この店、地元テレビでも度々紹介されたこともある有名店である。上信越道ができるまではこの国道18号が信州と越中を結ぶ大動脈であった。きっと車通りも今とは比べ物にならないくらい多く、広い駐車場には多くのトラックや乗用車が所狭しと停められていたことだろう。

この店、僕は色々な意味で興味を持っていた。というのも、Googleマップのレビュー上にはこの店の「女性店員の接客」に関する書き込みがいくつかあるのだ。僕は最近は通りいっぺんの愛想の接客にも飽きてきて、時には多少スパイシーな、例えば「北の国から ‘84年夏」のラストシーンの、閉店時間が過ぎたからと純の食べかけのラーメン強引に下げようとして、父親の五郎(田中邦衛)に「子供がまだ、食ってる途中でしょうが」と丼をひっくり返されるシーンの女性店員のような、刺激的な接客を求めるようになってしまったのである(おかしいかな)。

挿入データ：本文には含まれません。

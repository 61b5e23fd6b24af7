//! Configuration loading and resolution
//!
//! Every setting is resolved with the same priority order:
//! 1. Command-line argument (highest priority)
//! 2. Environment variable
//! 3. TOML config file
//! 4. Compiled default (fallback)

use crate::{Error, Result};
use serde::{Deserialize, Serialize};
use std::path::{Path, PathBuf};
use std::str::FromStr;

/// Environment variable naming an explicit TOML config file
pub const CONFIG_PATH_ENV: &str = "LYRSTAT_CONFIG";

const DEFAULT_PORT: u16 = 8080;
const DEFAULT_BIND_HOST: &str = "127.0.0.1";
const DEFAULT_ALLOW_ORIGINS: &str = "*";
const DEFAULT_LYRICS_WORKERS: usize = 10;
const DEFAULT_MAX_TRACKS: usize = 500;
const DEFAULT_TASK_TTL_SECS: u64 = 3600;
const DEFAULT_MAX_TASKS: usize = 1000;

/// Logging section of the TOML file
#[derive(Debug, Clone, PartialEq, Serialize, Deserialize)]
pub struct LoggingConfig {
    #[serde(default = "default_log_level")]
    pub level: String,
}

fn default_log_level() -> String {
    "info".to_string()
}

impl Default for LoggingConfig {
    fn default() -> Self {
        Self {
            level: default_log_level(),
        }
    }
}

/// Raw contents of the TOML config file; every key is optional
#[derive(Debug, Clone, Default, PartialEq, Serialize, Deserialize)]
pub struct TomlConfig {
    pub port: Option<u16>,
    pub bind_host: Option<String>,
    pub lastfm_api_key: Option<String>,
    pub genius_token: Option<String>,
    pub allow_origins: Option<String>,
    pub db_path: Option<PathBuf>,
    #[serde(default)]
    pub stopword_files: Vec<PathBuf>,
    pub lyrics_workers: Option<usize>,
    pub default_max_tracks: Option<usize>,
    pub task_ttl_secs: Option<u64>,
    pub max_tasks: Option<usize>,
    #[serde(default)]
    pub logging: LoggingConfig,
}

/// Values supplied on the command line
#[derive(Debug, Clone, Default)]
pub struct ConfigOverrides {
    pub port: Option<u16>,
    pub lastfm_api_key: Option<String>,
    pub genius_token: Option<String>,
    pub db_path: Option<PathBuf>,
}

/// Fully resolved service configuration
#[derive(Debug, Clone)]
pub struct Config {
    pub port: u16,
    pub bind_host: String,
    pub lastfm_api_key: String,
    /// Genius access token; the Genius lyrics source is disabled without it
    pub genius_token: Option<String>,
    pub allow_origins: String,
    pub db_path: PathBuf,
    pub stopword_files: Vec<PathBuf>,
    pub lyrics_workers: usize,
    pub default_max_tracks: usize,
    pub task_ttl_secs: u64,
    pub max_tasks: usize,
    pub log_level: String,
}

impl Config {
    /// Resolve the configuration from CLI overrides, environment and TOML file
    pub fn resolve(cli: &ConfigOverrides, toml_config: &TomlConfig) -> Result<Self> {
        let lastfm_api_key = pick_string(
            cli.lastfm_api_key.as_deref(),
            "LASTFM_API_KEY",
            toml_config.lastfm_api_key.as_deref(),
        )
        .ok_or_else(|| {
            Error::Config(
                "Last.fm API key not configured. Set one of:\n\
                 1. Command line: --lastfm-api-key <key>\n\
                 2. Environment: LASTFM_API_KEY=<key>\n\
                 3. TOML config: lastfm_api_key = \"<key>\""
                    .to_string(),
            )
        })?;

        let genius_token = pick_string(
            cli.genius_token.as_deref(),
            "GENIUS_TOKEN",
            toml_config.genius_token.as_deref(),
        );

        let port = match cli.port {
            Some(port) => port,
            None => pick_parsed("LYRSTAT_PORT", toml_config.port)?.unwrap_or(DEFAULT_PORT),
        };

        let db_path = match &cli.db_path {
            Some(path) => path.clone(),
            None => std::env::var("DB_PATH")
                .ok()
                .filter(|v| !v.trim().is_empty())
                .map(PathBuf::from)
                .or_else(|| toml_config.db_path.clone())
                .unwrap_or_else(default_db_path),
        };

        Ok(Self {
            port,
            bind_host: pick_string(None, "LYRSTAT_BIND_HOST", toml_config.bind_host.as_deref())
                .unwrap_or_else(|| DEFAULT_BIND_HOST.to_string()),
            lastfm_api_key,
            genius_token,
            allow_origins: pick_string(None, "ALLOW_ORIGINS", toml_config.allow_origins.as_deref())
                .unwrap_or_else(|| DEFAULT_ALLOW_ORIGINS.to_string()),
            db_path,
            stopword_files: toml_config.stopword_files.clone(),
            lyrics_workers: pick_parsed("LYRSTAT_LYRICS_WORKERS", toml_config.lyrics_workers)?
                .unwrap_or(DEFAULT_LYRICS_WORKERS)
                .max(1),
            default_max_tracks: toml_config.default_max_tracks.unwrap_or(DEFAULT_MAX_TRACKS),
            task_ttl_secs: toml_config.task_ttl_secs.unwrap_or(DEFAULT_TASK_TTL_SECS),
            max_tasks: toml_config.max_tasks.unwrap_or(DEFAULT_MAX_TASKS).max(1),
            log_level: toml_config.logging.level.clone(),
        })
    }
}

/// Validate a key-like string (non-empty, non-whitespace)
pub fn is_valid_key(key: &str) -> bool {
    !key.trim().is_empty()
}

fn pick_string(cli: Option<&str>, env_var: &str, toml_value: Option<&str>) -> Option<String> {
    if let Some(value) = cli.filter(|v| is_valid_key(v)) {
        return Some(value.trim().to_string());
    }
    if let Ok(value) = std::env::var(env_var) {
        if is_valid_key(&value) {
            return Some(value.trim().to_string());
        }
    }
    toml_value
        .filter(|v| is_valid_key(v))
        .map(|v| v.trim().to_string())
}

fn pick_parsed<T: FromStr>(env_var: &str, toml_value: Option<T>) -> Result<Option<T>> {
    match std::env::var(env_var) {
        Ok(raw) if is_valid_key(&raw) => raw
            .trim()
            .parse::<T>()
            .map(Some)
            .map_err(|_| Error::Config(format!("Invalid value for {}: {}", env_var, raw))),
        _ => Ok(toml_value),
    }
}

/// Locate the TOML config file
///
/// Explicit path (CLI) → `LYRSTAT_CONFIG` → `<config dir>/lyrstat/config.toml` if it exists.
pub fn resolve_config_path(cli_path: Option<&Path>) -> Option<PathBuf> {
    if let Some(path) = cli_path {
        return Some(path.to_path_buf());
    }

    if let Ok(path) = std::env::var(CONFIG_PATH_ENV) {
        if is_valid_key(&path) {
            return Some(PathBuf::from(path));
        }
    }

    dirs::config_dir()
        .map(|d| d.join("lyrstat").join("config.toml"))
        .filter(|p| p.exists())
}

/// Load the TOML config file; a missing file yields the empty config
pub fn load_toml_config(path: Option<&Path>) -> Result<TomlConfig> {
    let Some(path) = path else {
        return Ok(TomlConfig::default());
    };

    if !path.exists() {
        tracing::warn!(path = %path.display(), "Config file not found, using defaults");
        return Ok(TomlConfig::default());
    }

    let content = std::fs::read_to_string(path)
        .map_err(|e| Error::Config(format!("Read TOML failed: {}", e)))?;
    toml::from_str(&content).map_err(|e| Error::Config(format!("Parse TOML failed: {}", e)))
}

/// OS-dependent default location of the lookup cache database
pub fn default_db_path() -> PathBuf {
    dirs::data_local_dir()
        .map(|d| d.join("lyrstat"))
        .unwrap_or_else(|| PathBuf::from("./data"))
        .join("lyrics_cache.db")
}
//! Genius lyrics source
//!
//! Two steps: the search API yields the song page URL, then the page itself is fetched and
//! the text of its lyrics containers is extracted. The API has no lyrics endpoint.

use async_trait::async_trait;
use scraper::{ElementRef, Html, Node, Selector};
use serde::Deserialize;
use std::time::Duration;

use super::{LyricsSource, LYRICS_REQUEST_TIMEOUT};
use crate::sources::SourceError;

const GENIUS_SEARCH_URL: &str = "https://api.genius.com/search";
const BROWSER_USER_AGENT: &str =
    "Mozilla/5.0 (Windows NT 10.0; Win64; x64) AppleWebKit/537.36 (KHTML, like Gecko)";
const LYRICS_CONTAINER: &str = r#"div[data-lyrics-container="true"]"#;

/// Pause between the search call and the page fetch
pub const PAGE_FETCH_DELAY: Duration = Duration::from_millis(300);

#[derive(Debug, Deserialize)]
struct SearchResponse {
    response: SearchHits,
}

#[derive(Debug, Deserialize)]
struct SearchHits {
    #[serde(default)]
    hits: Vec<Hit>,
}

#[derive(Debug, Deserialize)]
struct Hit {
    result: HitResult,
}

#[derive(Debug, Deserialize)]
struct HitResult {
    url: String,
}

/// Genius search + page scraping client
pub struct GeniusSource {
    http_client: reqwest::Client,
    token: String,
}

impl GeniusSource {
    pub fn new(token: String) -> Result<Self, SourceError> {
        let http_client = reqwest::Client::builder()
            .timeout(LYRICS_REQUEST_TIMEOUT)
            .build()
            .map_err(|e| SourceError::Config(e.to_string()))?;

        Ok(Self { http_client, token })
    }

    async fn song_url(&self, artist: &str, title: &str) -> Result<Option<String>, SourceError> {
        let query = format!("{} {}", artist, title);
        let response = self
            .http_client
            .get(GENIUS_SEARCH_URL)
            .bearer_auth(&self.token)
            .query(&[("q", query.as_str())])
            .send()
            .await?;

        if !response.status().is_success() {
            return Err(SourceError::Status(response.status().as_u16()));
        }

        let search: SearchResponse = response.json().await?;
        Ok(search.response.hits.into_iter().next().map(|h| h.result.url))
    }
}

/// Extract the lyrics text from a Genius song page
///
/// Every lyrics container on the page contributes its text nodes, `<br>` becomes a newline
/// and containers are separated by a newline. Returns an empty string when none are found.
pub fn parse_lyrics_page(html: &str) -> String {
    let document = Html::parse_document(html);
    let Ok(selector) = Selector::parse(LYRICS_CONTAINER) else {
        return String::new();
    };

    let mut text = String::new();

    for container in document.select(&selector) {
        // Nested containers are already covered by their outermost ancestor
        let nested = container
            .ancestors()
            .filter_map(ElementRef::wrap)
            .any(|ancestor| selector.matches(&ancestor));
        if nested {
            continue;
        }

        for node in container.descendants() {
            match node.value() {
                Node::Text(t) => text.push_str(t),
                Node::Element(e) if e.name() == "br" => text.push('\n'),
                _ => {}
            }
        }
        text.push('\n');
    }

    text.trim().to_string()
}

#[async_trait]
impl LyricsSource for GeniusSource {
    fn tag(&self) -> &'static str {
        "genius"
    }

    async fn search(&self, artist: &str, title: &str) -> Result<Option<String>, SourceError> {
        let Some(url) = self.song_url(artist, title).await? else {
            return Ok(None);
        };

        tokio::time::sleep(PAGE_FETCH_DELAY).await;

        let response = self
            .http_client
            .get(&url)
            .header(reqwest::header::USER_AGENT, BROWSER_USER_AGENT)
            .send()
            .await?;

        if !response.status().is_success() {
            return Err(SourceError::Status(response.status().as_u16()));
        }

        let page = response.text().await?;
        let lyrics = parse_lyrics_page(&page);

        Ok(Some(lyrics).filter(|l| !l.is_empty()))
    }
}

#[cfg(test)]
mod tests {
    use super::*;

    #[test]
    fn test_parse_lyrics_page_joins_containers() {
        let html = r#"
            <html><body>
              <div class="header">Song Title</div>
              <div data-lyrics-container="true">[Verse 1]<br/>First line<br><i>Second</i> line</div>
              <div>Ad break</div>
              <div data-lyrics-container="true">Third line<br>Fourth <a href="/x">line</a></div>
            </body></html>
        "#;

        assert_eq!(
            parse_lyrics_page(html),
            "[Verse 1]\nFirst line\nSecond line\nThird line\nFourth line"
        );
    }

    #[test]
    fn test_parse_lyrics_page_without_containers() {
        let html = "<html><body><div data-lyrics-container=\"false\">nope</div></body></html>";
        assert_eq!(parse_lyrics_page(html), "");
    }

    #[test]
    fn test_parse_lyrics_page_nested_container_counted_once() {
        let html = r#"<div data-lyrics-container="true">outer<div data-lyrics-container="true">inner</div></div>"#;
        assert_eq!(parse_lyrics_page(html), "outerinner");
    }

    #[test]
    fn test_search_response_first_hit() {
        let search: SearchResponse = serde_json::from_str(
            r#"{"meta": {"status": 200}, "response": {"hits": [
                {"type": "song", "result": {"url": "https://genius.com/a"}},
                {"type": "song", "result": {"url": "https://genius.com/b"}}
            ]}}"#,
        )
        .unwrap();

        assert_eq!(search.response.hits[0].result.url, "https://genius.com/a");
    }
}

ドキドキしながら店の扉を開ける。広めの客席には先客が一組。4人掛けのテーブルに腰掛ける。ひとり客なのに4人掛けテーブルを独占して怒られるのではとオドオドしたが、意外にも店のお姉さんは「いらっしゃいませ」と優しくお茶を運んできてくれた。

不満である。

どうやら、書き込みにあった女性店員(経営者夫婦の奥さんらしいが)は今日は不在で、接客してくれたお姉さんとは別の人らしい。塩対応を心ゆくまで堪能しようと思っていたのに、これでは拍子抜けである。

気を取り直して、メニューをチェックする。かなりの充実ぶりだ。迷った末、お姉さんに「カツ丼」を注文。

程なくしてお姉さんが運んできてくれたカツ丼。見た目は実にオーソドックス。小鉢はピーマンのケチャップ煮。ピーマンは好き嫌いが分かれるので、ちょっと珍しい。

カツ丼自体はカツの厚みも、味付けもごくごく普通であった。特別上等ではないが、決して下等でもない。しかし、これで良いのだと思う。余計なことを考えずに黙々と掻っ込んで、さあまた仕事に行こうかと思えるようなカツ丼だ(僕は今日は休みであるが)。

カツ丼を食べ始めた頃から、僕と同じ一人の男性客や家族連れなどの客が続々と入ってくる。

今日は日曜日なのでトラックドライバーの姿はないが、地元住民にも多くのファンがいるようである。

僕は仕事柄毎日多くのトラックドライバーと会うが、今はほとんどの人が礼儀正しくてマナーも良い。しかし昔は血気盛んな菅原文太みたいなトラッカーもたくさんいたことだろう。そんなトラッカー相手に食堂稼業をするのであれば、愛想の良い顔ばかりではつとまらない場面もあったことと思う。そうやって血気盛んな彼らを相手に、長い間彼らの腹を満たして来たのだろう。そういう背景を知らなければ、ただの感じの悪いおばさんがいる店、としか見れないのだろうが。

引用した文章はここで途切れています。